Now, The Boxcars are back with “All In,” another strong album of country-flavored bluegrass.

Band members penned seven of the 12 tracks.

Keith Garrett’s “Jeffrey’s Hell” is a ghost story about a man and his son who went hunting for a lost hound and were never seen again.

The new “Old Hollow Tree” and the traditional “Born And Raised In Covington” are good murder ballads.

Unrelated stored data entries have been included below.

// ========== Assigner ==========

use crate::config::AssignerConfig;
use crate::context::DaemonContext;
use crate::engine::DaemonTasks;
use async_trait::async_trait;
use ess_catalog::HeadClient;
use ess_lib::{
    Collection, EssError, EssResult, Request, RequestFilter, RequestStatus, RequestUpdate,
};
use log::{debug, info, warn};
use std::sync::{Arc, Mutex};
use std::time::{Duration, Instant};

#[derive(Debug)]
pub enum AssignerTask {
    /// A request the broker placed on this edge.
    Local {
        request: Request,
        outcome: Option<Result<bool, String>>,
    },
    /// A request the head placed on this edge, to be mirrored locally.
    Remote {
        request: Request,
        outcome: Option<Result<i64, String>>,
    },
}

/// Confirms placements on this edge, pulling them from the head when one is configured.
pub struct Assigner {
    ctx: Arc<DaemonContext>,
    config: AssignerConfig,
    last_remote_poll: Mutex<Option<Instant>>,
}

impl Assigner {
    pub fn new(ctx: Arc<DaemonContext>, config: AssignerConfig) -> Self {
        Self {
            ctx,
            config,
            last_remote_poll: Mutex::new(None),
        }
    }

    fn remote_poll_due(&self) -> bool {
        let mut last = match self.last_remote_poll.lock() {
            Ok(guard) => guard,
            Err(e) => {
                warn!("assigner: remote poll lock poisoned: {}", e);
                return false;
            }
        };
        let now = Instant::now();
        if let Some(at) = *last {
            if now.duration_since(at) < Duration::from_secs(self.config.remote_poll_secs) {
                return false;
            }
        }
        *last = Some(now);
        true
    }

    fn promote_local(&self, request: &Request) -> EssResult<bool> {
        self.ctx.catalog.transition_request(
            request.request_id,
            RequestStatus::Assigning,
            &RequestUpdate::status(RequestStatus::Assigned),
        )
    }

    async fn mirror_collection(&self, head: &HeadClient, remote: &Request) -> EssResult<i64> {
        let catalog = &self.ctx.catalog;
        match catalog.get_collection(&remote.scope, &remote.name) {
            Ok(coll) => return Ok(coll.coll_id),
            Err(e) if !e.is_not_found() => return Err(e),
            Err(_) => {}
        }

        let coll = match head.get_collection(&remote.scope, &remote.name).await {
            Ok(coll) => coll,
            Err(e) if e.is_not_found() => {
                let meta = &remote.processing_meta;
                Collection {
                    collection_type: meta.collection_type.unwrap_or_default(),
                    coll_size: meta.size.unwrap_or(0),
                    total_files: meta.total_files.unwrap_or(0),
                    global_status: meta.collection_status.unwrap_or_default(),
                    ..Collection::new(&remote.scope, &remote.name)
                }
            }
            Err(e) => return Err(e),
        };
        match catalog.add_collection(&Collection { coll_id: 0, ..coll }) {
            Ok(coll_id) => Ok(coll_id),
            Err(e) if e.is_duplicate() => {
                Ok(catalog.get_collection(&remote.scope, &remote.name)?.coll_id)
            }
            Err(e) => Err(e),
        }
    }

    /// Creates (or finds) the local shadow of a head request, then reports ASSIGNED
    /// back to the head. Safe to repeat for the same head request.
    pub async fn mirror_remote(&self, head: &HeadClient, remote: &Request) -> EssResult<i64> {
        let edge_id = self.ctx.local_edge_id()?.ok_or_else(|| {
            EssError::NotFound(format!("edge {} is not registered", self.ctx.resource_name))
        })?;
        let coll_id = self.mirror_collection(head, remote).await?;

        let mut meta = remote.processing_meta.clone();
        meta.coll_id = Some(coll_id);
        meta.original_request_id = Some(remote.request_id);
        let local = Request {
            request_id: 0,
            edge_id: Some(edge_id),
            status: RequestStatus::Assigned,
            processing_meta: meta,
            errors: None,
            ..remote.clone()
        };
        let catalog = &self.ctx.catalog;
        let local_id = match catalog.add_request(&local) {
            Ok(request_id) => request_id,
            Err(e) if e.is_duplicate() => {
                catalog.get_request_by_original(remote.request_id)?.request_id
            }
            Err(e) => return Err(e),
        };

        head.update_request(
            remote.request_id,
            &RequestUpdate::status(RequestStatus::Assigned),
        )
        .await?;
        Ok(local_id)
    }
}

#[async_trait]
impl DaemonTasks for Assigner {
    type Task = AssignerTask;

    fn name(&self) -> &str {
        "assigner"
    }

    fn task_key(&self, task: &AssignerTask) -> Option<String> {
        Some(match task {
            AssignerTask::Local { request, .. } => format!("local:{}", request.request_id),
            AssignerTask::Remote { request, .. } => format!("remote:{}", request.request_id),
        })
    }

    async fn discover_tasks(&self, capacity: usize) -> EssResult<Vec<AssignerTask>> {
        let limit = self.config.batch_size.min(capacity);
        if limit == 0 {
            return Ok(Vec::new());
        }
        let mut tasks = Vec::new();

        if let Some(edge_id) = self.ctx.local_edge_id()? {
            let filter = RequestFilter::by_status(RequestStatus::Assigning)
                .at_edge(edge_id)
                .with_limit(limit);
            tasks.extend(
                self.ctx
                    .catalog
                    .get_requests(&filter)?
                    .into_iter()
                    .map(|request| AssignerTask::Local {
                        request,
                        outcome: None,
                    }),
            );
        } else {
            debug!("assigner: edge {} not registered yet", self.ctx.resource_name);
        }

        let remaining = limit.saturating_sub(tasks.len());
        if let Some(head) = &self.ctx.head {
            if remaining > 0 && self.remote_poll_due() {
                match head
                    .get_requests(&self.ctx.resource_name, RequestStatus::Assigning)
                    .await
                {
                    Ok(requests) => tasks.extend(requests.into_iter().take(remaining).map(
                        |request| AssignerTask::Remote {
                            request,
                            outcome: None,
                        },
                    )),
                    Err(e) => warn!("assigner: poll head failed: {}", e),
                }
            }
        }
        Ok(tasks)
    }

    async fn process_task(&self, task: &mut AssignerTask) -> EssResult<()> {
        match task {
            AssignerTask::Local { request, outcome } => {
                *outcome = Some(self.promote_local(request).map_err(|e| e.to_string()));
            }
            AssignerTask::Remote { request, outcome } => {
                let result = match &self.ctx.head {
                    Some(head) => self.mirror_remote(head, request).await,
                    None => Err(EssError::Internal("no head configured".to_string())),
                };
                *outcome = Some(result.map_err(|e| e.to_string()));
            }
        }
        Ok(())
    }

    async fn collect_results(&self, results: Vec<AssignerTask>) -> EssResult<()> {
        for task in results {
            match task {
                AssignerTask::Local { request, outcome } => match outcome {
                    Some(Ok(true)) => info!(
                        "assigner: request assigned: request_id={}, edge_id={:?}",
                        request.request_id, request.edge_id
                    ),
                    Some(Ok(false)) => debug!(
                        "assigner: request already moved: request_id={}",
                        request.request_id
                    ),
                    Some(Err(e)) => warn!(
                        "assigner: assign failed: request_id={}, err={}",
                        request.request_id, e
                    ),
                    None => warn!(
                        "assigner: assign interrupted: request_id={}",
                        request.request_id
                    ),
                },
                AssignerTask::Remote { request, outcome } => match outcome {
                    Some(Ok(local_id)) => info!(
                        "assigner: head request mirrored: remote_id={}, local_id={}, scope={}, name={}",
                        request.request_id, local_id, request.scope, request.name
                    ),
                    Some(Err(e)) => warn!(
                        "assigner: mirror head request failed: remote_id={}, err={}",
                        request.request_id, e
                    ),
                    None => warn!(
                        "assigner: mirror interrupted: remote_id={}",
                        request.request_id
                    ),
                },
            }
        }
        Ok(())
    }
}

#[cfg(test)]
mod tests {
    use super::*;
    use ess_catalog::CatalogDB;
    use ess_lib::{CollectionStatus, Edge, EdgeType, GranularityType};

    fn local_context(head: Option<Arc<HeadClient>>) -> Arc<DaemonContext> {
        let catalog = Arc::new(CatalogDB::new_in_memory().expect("catalog"));
        catalog
            .add_edge(&Edge::new("edge-a", EdgeType::Edge))
            .expect("edge");
        Arc::new(DaemonContext::new(catalog, head, "edge-a"))
    }

    fn always_poll() -> AssignerConfig {
        AssignerConfig {
            remote_poll_secs: 0,
            ..Default::default()
        }
    }

    async fn run_cycle(assigner: &Assigner) -> usize {
        let mut tasks = assigner.discover_tasks(100).await.expect("discover");
        let count = tasks.len();
        for task in tasks.iter_mut() {
            assigner.process_task(task).await.expect("process");
        }
        assigner.collect_results(tasks).await.expect("collect");
        count
    }

    #[tokio::test]
    async fn test_local_assigning_promoted() {
        let ctx = local_context(None);
        let edge_id = ctx.local_edge_id().expect("edge").expect("registered");
        let mut mine = Request::new_partial("s", "n", 10);
        mine.status = RequestStatus::Assigning;
        mine.edge_id = Some(edge_id);
        let mine = ctx.catalog.add_request(&mine).expect("request");
        let mut other = Request::new_partial("s", "n", 10);
        other.status = RequestStatus::Assigning;
        other.edge_id = Some(edge_id + 100);
        let other = ctx.catalog.add_request(&other).expect("request");

        let assigner = Assigner::new(ctx.clone(), AssignerConfig::default());
        assert_eq!(run_cycle(&assigner).await, 1);
        assert_eq!(
            ctx.catalog.get_request(mine).expect("request").status,
            RequestStatus::Assigned
        );
        assert_eq!(
            ctx.catalog.get_request(other).expect("request").status,
            RequestStatus::Assigning
        );
    }

    #[tokio::test]
    async fn test_head_requests_mirrored_once() {
        let _ = env_logger::builder().is_test(true).try_init();
        let head_db = Arc::new(CatalogDB::new_in_memory().expect("head"));
        let head_edge = head_db
            .add_edge(&Edge::new("edge-a", EdgeType::Edge))
            .expect("edge");
        let coll_id = head_db
            .add_collection(&Collection {
                coll_size: 300,
                total_files: 1,
                global_status: CollectionStatus::Available,
                ..Collection::new("s", "n")
            })
            .expect("collection");
        let mut remote = Request::new("s", "n", GranularityType::File);
        remote.status = RequestStatus::Assigning;
        remote.edge_id = Some(head_edge);
        remote.processing_meta.coll_id = Some(coll_id);
        let remote_id = head_db.add_request(&remote).expect("request");

        let head = Arc::new(HeadClient::new_in_process(head_db.clone()));
        let ctx = local_context(Some(head.clone()));
        let assigner = Assigner::new(ctx.clone(), always_poll());
        run_cycle(&assigner).await;

        let local = ctx
            .catalog
            .get_request_by_original(remote_id)
            .expect("shadow request");
        assert_eq!(local.status, RequestStatus::Assigned);
        assert_eq!(local.edge_id, ctx.local_edge_id().expect("edge"));
        let local_coll = ctx.catalog.get_collection("s", "n").expect("collection");
        assert_eq!(local.processing_meta.coll_id, Some(local_coll.coll_id));
        assert_eq!(local_coll.coll_size, 300);
        assert_eq!(
            head_db.get_request(remote_id).expect("head request").status,
            RequestStatus::Assigned
        );

        // Repeating the mirror finds the same shadow.
        let remote = head_db.get_request(remote_id).expect("head request");
        let again = assigner.mirror_remote(&head, &remote).await.expect("mirror");
        assert_eq!(again, local.request_id);
        assert_eq!(
            ctx.catalog
                .get_requests(&RequestFilter::by_status(RequestStatus::Assigned))
                .expect("requests")
                .len(),
            1
        );
    }
}
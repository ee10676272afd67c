use crate::catalog_db::{json_column, map_db_error, to_json_text, u64_column, CatalogDB};
use ess_lib::{unix_timestamp, Collection, CollectionReplica, EssError, EssResult};
use log::info;
use rusqlite::{params, Row};

const COLLECTION_COLUMNS: &str = "coll_id, scope, name, collection_type, coll_size, \
    global_status, total_files, num_replicas, coll_metadata, created_at, updated_at";

const REPLICA_COLUMNS: &str = "coll_id, edge_id, status, transferring_files, replicated_files, \
    num_active_requests, retries, created_at, updated_at";

fn collection_from_row(row: &Row<'_>) -> rusqlite::Result<Collection> {
    Ok(Collection {
        coll_id: row.get(0)?,
        scope: row.get(1)?,
        name: row.get(2)?,
        collection_type: row.get(3)?,
        coll_size: u64_column(row, 4)?,
        global_status: row.get(5)?,
        total_files: u64_column(row, 6)?,
        num_replicas: row.get(7)?,
        coll_metadata: json_column(row, 8)?,
        created_at: u64_column(row, 9)?,
        updated_at: u64_column(row, 10)?,
    })
}

fn replica_from_row(row: &Row<'_>) -> rusqlite::Result<CollectionReplica> {
    Ok(CollectionReplica {
        coll_id: row.get(0)?,
        edge_id: row.get(1)?,
        status: row.get(2)?,
        transferring_files: u64_column(row, 3)?,
        replicated_files: u64_column(row, 4)?,
        num_active_requests: row.get(5)?,
        retries: row.get(6)?,
        created_at: u64_column(row, 7)?,
        updated_at: u64_column(row, 8)?,
    })
}

impl CatalogDB {
    pub fn add_collection(&self, coll: &Collection) -> EssResult<i64> {
        let now = unix_timestamp();
        let metadata = to_json_text(&coll.coll_metadata)?;
        let conn = self.lock_conn()?;
        conn.execute(
            "INSERT INTO collections (scope, name, collection_type, coll_size, global_status,
                total_files, num_replicas, coll_metadata, created_at, updated_at)
             VALUES (?1, ?2, ?3, ?4, ?5, ?6, ?7, ?8, ?9, ?9)",
            params![
                coll.scope,
                coll.name,
                coll.collection_type,
                coll.coll_size as i64,
                coll.global_status,
                coll.total_files as i64,
                coll.num_replicas,
                metadata,
                now as i64,
            ],
        )
        .map_err(|e| map_db_error(&format!("add collection {}:{}", coll.scope, coll.name), e))?;
        let coll_id = conn.last_insert_rowid();
        info!(
            "CatalogDB: collection added: scope={}, name={}, coll_id={}, size={}",
            coll.scope, coll.name, coll_id, coll.coll_size
        );
        Ok(coll_id)
    }

    pub fn get_collection(&self, scope: &str, name: &str) -> EssResult<Collection> {
        let conn = self.lock_conn()?;
        conn.query_row(
            &format!(
                "SELECT {} FROM collections WHERE scope = ?1 AND name = ?2",
                COLLECTION_COLUMNS
            ),
            params![scope, name],
            collection_from_row,
        )
        .map_err(|e| map_db_error(&format!("get collection {}:{}", scope, name), e))
    }

    pub fn get_collection_by_id(&self, coll_id: i64) -> EssResult<Collection> {
        let conn = self.lock_conn()?;
        conn.query_row(
            &format!("SELECT {} FROM collections WHERE coll_id = ?1", COLLECTION_COLUMNS),
            params![coll_id],
            collection_from_row,
        )
        .map_err(|e| map_db_error(&format!("get collection #{}", coll_id), e))
    }

    /// Writes every mutable attribute; scope and name never change.
    pub fn update_collection(&self, coll: &Collection) -> EssResult<()> {
        let metadata = to_json_text(&coll.coll_metadata)?;
        let conn = self.lock_conn()?;
        let changed = conn
            .execute(
                "UPDATE collections SET collection_type = ?2, coll_size = ?3,
                    global_status = ?4, total_files = ?5, num_replicas = ?6,
                    coll_metadata = ?7, updated_at = ?8
                 WHERE coll_id = ?1",
                params![
                    coll.coll_id,
                    coll.collection_type,
                    coll.coll_size as i64,
                    coll.global_status,
                    coll.total_files as i64,
                    coll.num_replicas,
                    metadata,
                    unix_timestamp() as i64,
                ],
            )
            .map_err(|e| map_db_error(&format!("update collection #{}", coll.coll_id), e))?;
        if changed == 0 {
            return Err(EssError::NotFound(format!("collection #{}", coll.coll_id)));
        }
        Ok(())
    }

    pub fn delete_collection(&self, coll_id: i64) -> EssResult<()> {
        let conn = self.lock_conn()?;
        let changed = conn
            .execute("DELETE FROM collections WHERE coll_id = ?1", params![coll_id])
            .map_err(|e| map_db_error(&format!("delete collection #{}", coll_id), e))?;
        if changed == 0 {
            return Err(EssError::NotFound(format!("collection #{}", coll_id)));
        }
        Ok(())
    }

    pub fn add_collection_replica(&self, replica: &CollectionReplica) -> EssResult<()> {
        let now = unix_timestamp();
        let conn = self.lock_conn()?;
        conn.execute(
            "INSERT INTO collection_replicas (coll_id, edge_id, status, transferring_files,
                replicated_files, num_active_requests, retries, created_at, updated_at)
             VALUES (?1, ?2, ?3, ?4, ?5, ?6, ?7, ?8, ?8)",
            params![
                replica.coll_id,
                replica.edge_id,
                replica.status,
                replica.transferring_files as i64,
                replica.replicated_files as i64,
                replica.num_active_requests,
                replica.retries,
                now as i64,
            ],
        )
        .map_err(|e| {
            map_db_error(
                &format!("add replica coll={} edge={}", replica.coll_id, replica.edge_id),
                e,
            )
        })?;
        Ok(())
    }

    pub fn get_collection_replica(&self, coll_id: i64, edge_id: i64) -> EssResult<CollectionReplica> {
        let conn = self.lock_conn()?;
        conn.query_row(
            &format!(
                "SELECT {} FROM collection_replicas WHERE coll_id = ?1 AND edge_id = ?2",
                REPLICA_COLUMNS
            ),
            params![coll_id, edge_id],
            replica_from_row,
        )
        .map_err(|e| map_db_error(&format!("get replica coll={} edge={}", coll_id, edge_id), e))
    }

    pub fn list_collection_replicas(&self, coll_id: i64) -> EssResult<Vec<CollectionReplica>> {
        let conn = self.lock_conn()?;
        let map_err = |e| map_db_error("list replicas", e);
        let mut stmt = conn
            .prepare(&format!(
                "SELECT {} FROM collection_replicas WHERE coll_id = ?1 ORDER BY edge_id",
                REPLICA_COLUMNS
            ))
            .map_err(map_err)?;
        let rows = stmt
            .query_map(params![coll_id], replica_from_row)
            .map_err(map_err)?;
        let replicas = rows.collect::<rusqlite::Result<Vec<_>>>().map_err(map_err)?;
        Ok(replicas)
    }

    pub fn update_collection_replica(&self, replica: &CollectionReplica) -> EssResult<()> {
        let conn = self.lock_conn()?;
        let changed = conn
            .execute(
                "UPDATE collection_replicas SET status = ?3, transferring_files = ?4,
                    replicated_files = ?5, num_active_requests = ?6, retries = ?7,
                    updated_at = ?8
                 WHERE coll_id = ?1 AND edge_id = ?2",
                params![
                    replica.coll_id,
                    replica.edge_id,
                    replica.status,
                    replica.transferring_files as i64,
                    replica.replicated_files as i64,
                    replica.num_active_requests,
                    replica.retries,
                    unix_timestamp() as i64,
                ],
            )
            .map_err(|e| map_db_error("update replica", e))?;
        if changed == 0 {
            return Err(EssError::NotFound(format!(
                "replica coll={} edge={}",
                replica.coll_id, replica.edge_id
            )));
        }
        Ok(())
    }

    /// Update the (coll, edge) replica row, creating it on first use.
    pub fn upsert_collection_replica(&self, replica: &CollectionReplica) -> EssResult<()> {
        match self.update_collection_replica(replica) {
            Err(e) if e.is_not_found() => match self.add_collection_replica(replica) {
                Err(e) if e.is_duplicate() => self.update_collection_replica(replica),
                other => other,
            },
            other => other,
        }
    }

    pub fn delete_collection_replica(&self, coll_id: i64, edge_id: i64) -> EssResult<()> {
        let conn = self.lock_conn()?;
        let changed = conn
            .execute(
                "DELETE FROM collection_replicas WHERE coll_id = ?1 AND edge_id = ?2",
                params![coll_id, edge_id],
            )
            .map_err(|e| map_db_error("delete replica", e))?;
        if changed == 0 {
            return Err(EssError::NotFound(format!(
                "replica coll={} edge={}",
                coll_id, edge_id
            )));
        }
        Ok(())
    }
}
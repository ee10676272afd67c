use crate::unix_timestamp;
use serde::{Deserialize, Serialize};
use serde_json::Value;

catalog_enum! {
    ContentType default File {
        File => "FILE",
        Partial => "PARTIAL",
    }
}

catalog_enum! {
    ContentStatus default New {
        New => "NEW",
        Available => "AVAILABLE",
        Unavailable => "UNAVAILABLE",
        Bad => "BAD",
        Precached => "PRECACHED",
        ToSplit => "TOSPLIT",
        Splitting => "SPLITTING",
        Splitted => "SPLITTED",
        ToStagedOut => "TOSTAGEDOUT",
        StagingOut => "STAGINGOUT",
        Removable => "REMOVABLE",
        Removing => "REMOVING",
        Removed => "REMOVED",
    }
}

impl ContentStatus {
    pub fn can_transition_to(&self, next: ContentStatus) -> bool {
        use ContentStatus::*;
        matches!(
            (*self, next),
            (New, Available)
                | (New, Unavailable)
                | (New, Precached)
                | (Precached, Available)
                | (Unavailable, New)
                | (Unavailable, Available)
                | (Bad, New)
                | (Bad, Available)
                | (ToSplit, Splitting)
                | (Splitting, Available)
                | (Splitting, Splitted)
                | (Splitting, ToStagedOut)
                | (Splitting, ToSplit)
                | (Splitting, Unavailable)
                | (Available, ToStagedOut)
                | (Splitted, ToStagedOut)
                | (ToStagedOut, StagingOut)
                | (StagingOut, Available)
                | (StagingOut, Unavailable)
                | (StagingOut, ToStagedOut)
                | (Available, Removable)
                | (Removable, Removing)
                | (Removing, Removed)
        )
    }
}

/// A whole file or an event range of a file, placed at one edge.
#[derive(Debug, Clone, PartialEq, Serialize, Deserialize)]
#[serde(default)]
pub struct Content {
    pub content_id: i64,
    pub coll_id: i64,
    pub scope: String,
    pub name: String,
    pub min_id: u64,
    pub max_id: u64,
    pub content_type: ContentType,
    pub status: ContentStatus,
    pub priority: i32,
    pub edge_id: i64,
    pub num_success: u32,
    pub num_failure: u32,
    #[serde(skip_serializing_if = "Option::is_none")]
    pub last_failed_at: Option<u64>,
    pub pfn_size: u64,
    #[serde(skip_serializing_if = "Option::is_none")]
    pub pfn: Option<String>,
    pub object_metadata: Value,
    pub created_at: u64,
    pub updated_at: u64,
}

impl Default for Content {
    fn default() -> Self {
        let now = unix_timestamp();
        Self {
            content_id: 0,
            coll_id: 0,
            scope: String::new(),
            name: String::new(),
            min_id: 0,
            max_id: 0,
            content_type: ContentType::File,
            status: ContentStatus::New,
            priority: 0,
            edge_id: 0,
            num_success: 0,
            num_failure: 0,
            last_failed_at: None,
            pfn_size: 0,
            pfn: None,
            object_metadata: Value::Null,
            created_at: now,
            updated_at: now,
        }
    }
}

impl Content {
    /// Number of events covered by `[min_id, max_id]`.
    pub fn range_len(&self) -> u64 {
        self.max_id.saturating_sub(self.min_id) + 1
    }

    pub fn covers(&self, min_id: u64, max_id: u64) -> bool {
        self.min_id <= min_id && max_id <= self.max_id
    }

    /// Share of `pfn_size` taken by `events` of this row's range.
    pub fn estimated_size(&self, events: u64) -> u64 {
        ((self.pfn_size as u128 * events as u128) / self.range_len() as u128) as u64
    }

    /// Chunks `[min_id, max_id]` into PARTIAL rows of `level` events, status TOSPLIT.
    pub fn split_into_partials(&self, level: u64) -> Vec<Content> {
        split_ranges(self.min_id, self.max_id, level)
            .into_iter()
            .map(|(min_id, max_id)| Content {
                content_id: 0,
                min_id,
                max_id,
                content_type: ContentType::Partial,
                status: ContentStatus::ToSplit,
                num_success: 0,
                num_failure: 0,
                last_failed_at: None,
                pfn_size: self.estimated_size(max_id - min_id + 1),
                object_metadata: Value::Null,
                ..self.clone()
            })
            .collect()
    }
}

/// `[min, max]` cut into consecutive chunks of `level`; the last one is truncated at `max`.
pub fn split_ranges(min_id: u64, max_id: u64, level: u64) -> Vec<(u64, u64)> {
    if level == 0 || max_id < min_id {
        return Vec::new();
    }
    let mut ranges = Vec::new();
    let mut start = min_id;
    loop {
        let end = start.saturating_add(level - 1).min(max_id);
        ranges.push((start, end));
        if end >= max_id {
            break;
        }
        start = end + 1;
    }
    ranges
}

/// Selection over content rows. Empty `statuses` matches every status.
#[derive(Debug, Clone, Default, Serialize, Deserialize)]
#[serde(default)]
pub struct ContentFilter {
    pub coll_id: Option<i64>,
    pub edge_id: Option<i64>,
    pub scope: Option<String>,
    pub name: Option<String>,
    pub content_type: Option<ContentType>,
    pub statuses: Vec<ContentStatus>,
    pub limit: Option<usize>,
}

impl ContentFilter {
    pub fn for_collection(coll_id: i64, edge_id: i64) -> Self {
        Self {
            coll_id: Some(coll_id),
            edge_id: Some(edge_id),
            ..Default::default()
        }
    }

    pub fn with_type(mut self, content_type: ContentType) -> Self {
        self.content_type = Some(content_type);
        self
    }

    pub fn with_status(mut self, status: ContentStatus) -> Self {
        self.statuses.push(status);
        self
    }

    pub fn with_limit(mut self, limit: usize) -> Self {
        self.limit = Some(limit);
        self
    }
}

/// Partial update of one content row; `None` fields are left untouched.
#[derive(Debug, Clone, Default, Serialize, Deserialize)]
#[serde(default)]
pub struct ContentUpdate {
    pub content_id: i64,
    pub status: Option<ContentStatus>,
    pub pfn: Option<String>,
    pub pfn_size: Option<u64>,
    pub priority: Option<i32>,
    pub object_metadata: Option<Value>,
    pub add_success: u32,
    pub add_failure: u32,
    pub last_failed_at: Option<u64>,
}

impl ContentUpdate {
    pub fn new(content_id: i64) -> Self {
        Self {
            content_id,
            ..Default::default()
        }
    }

    pub fn status(mut self, status: ContentStatus) -> Self {
        self.status = Some(status);
        self
    }

    pub fn location(mut self, pfn: &str, pfn_size: u64) -> Self {
        self.pfn = Some(pfn.to_string());
        self.pfn_size = Some(pfn_size);
        self
    }

    pub fn success(mut self) -> Self {
        self.add_success += 1;
        self
    }

    pub fn failure(mut self, at: u64) -> Self {
        self.add_failure += 1;
        self.last_failed_at = Some(at);
        self
    }
}

#[derive(Debug, Clone, PartialEq, Eq, Serialize, Deserialize)]
pub struct ContentStatistic {
    pub edge_id: i64,
    pub coll_id: i64,
    pub content_type: ContentType,
    pub status: ContentStatus,
    pub count: u64,
}
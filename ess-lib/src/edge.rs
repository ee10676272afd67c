use crate::unix_timestamp;
use serde::{Deserialize, Serialize};

catalog_enum! {
    EdgeType default Edge {
        Head => "HEAD",
        Edge => "EDGE",
        Composite => "COMPOSITE",
    }
}

catalog_enum! {
    EdgeStatus default Active {
        Active => "ACTIVE",
        LostHeartbeat => "LOSTHEARTBEAT",
        Failed => "FAILED",
    }
}

/// A cache node and the capacity figures it last reported.
#[derive(Debug, Clone, PartialEq, Serialize, Deserialize)]
#[serde(default)]
pub struct Edge {
    pub edge_id: i64,
    pub edge_name: String,
    pub edge_type: EdgeType,
    pub status: EdgeStatus,
    pub is_independent: bool,
    #[serde(skip_serializing_if = "Option::is_none")]
    pub continent: Option<String>,
    #[serde(skip_serializing_if = "Option::is_none")]
    pub country_name: Option<String>,
    #[serde(skip_serializing_if = "Option::is_none")]
    pub region_code: Option<String>,
    #[serde(skip_serializing_if = "Option::is_none")]
    pub city: Option<String>,
    #[serde(skip_serializing_if = "Option::is_none")]
    pub longitude: Option<String>,
    #[serde(skip_serializing_if = "Option::is_none")]
    pub latitude: Option<String>,
    pub total_space: u64,
    pub used_space: u64,
    pub reserved_space: u64,
    pub num_files: u64,
    pub created_at: u64,
    pub updated_at: u64,
}

impl Default for Edge {
    fn default() -> Self {
        let now = unix_timestamp();
        Self {
            edge_id: 0,
            edge_name: String::new(),
            edge_type: EdgeType::Edge,
            status: EdgeStatus::Active,
            is_independent: false,
            continent: None,
            country_name: None,
            region_code: None,
            city: None,
            longitude: None,
            latitude: None,
            total_space: 0,
            used_space: 0,
            reserved_space: 0,
            num_files: 0,
            created_at: now,
            updated_at: now,
        }
    }
}

impl Edge {
    pub fn new(edge_name: &str, edge_type: EdgeType) -> Self {
        Self {
            edge_name: edge_name.to_string(),
            edge_type,
            ..Default::default()
        }
    }

    /// `total - used - reserved`, floored at zero.
    pub fn free_space(&self) -> u64 {
        self.total_space
            .saturating_sub(self.used_space)
            .saturating_sub(self.reserved_space)
    }

    pub fn is_active(&self) -> bool {
        self.status == EdgeStatus::Active
    }
}

#[cfg(test)]
mod tests {
    use super::*;

    #[test]
    fn test_free_space_saturates() {
        let mut edge = Edge::new("edge-a", EdgeType::Edge);
        edge.total_space = 100;
        edge.used_space = 30;
        edge.reserved_space = 20;
        assert_eq!(edge.free_space(), 50);

        edge.reserved_space = 200;
        assert_eq!(edge.free_space(), 0);
    }

    #[test]
    fn test_status_strings() {
        assert_eq!(EdgeStatus::LostHeartbeat.as_str(), "LOSTHEARTBEAT");
        assert_eq!(
            "lostheartbeat".parse::<EdgeStatus>().unwrap(),
            EdgeStatus::LostHeartbeat
        );
        let json = serde_json::to_string(&EdgeType::Composite).unwrap();
        assert_eq!(json, "\"COMPOSITE\"");
    }
}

Ron Stewart’s “Crawford County” tells the story of a man who mistakenly shoots and kills two children he thinks are poaching deer.

“Prison” is an uptempo gospel song.

And there are plenty of songs about heartache — “Alone and Wondering Why,” “Ol’ Lonesome Won’t Leave Me Alone,” “I’ve Lost You,” “I’m Over You, “Still Good At Crying Over You” and “Don’t Fall In Love With A Girl Like That.”

Adam Steffey wrote the album’s only instrumental “That’s What She Said.”

John Bowman and Harold Nixon round out the band.

The Boxcars have a avoided a sophomore slump with another strong album.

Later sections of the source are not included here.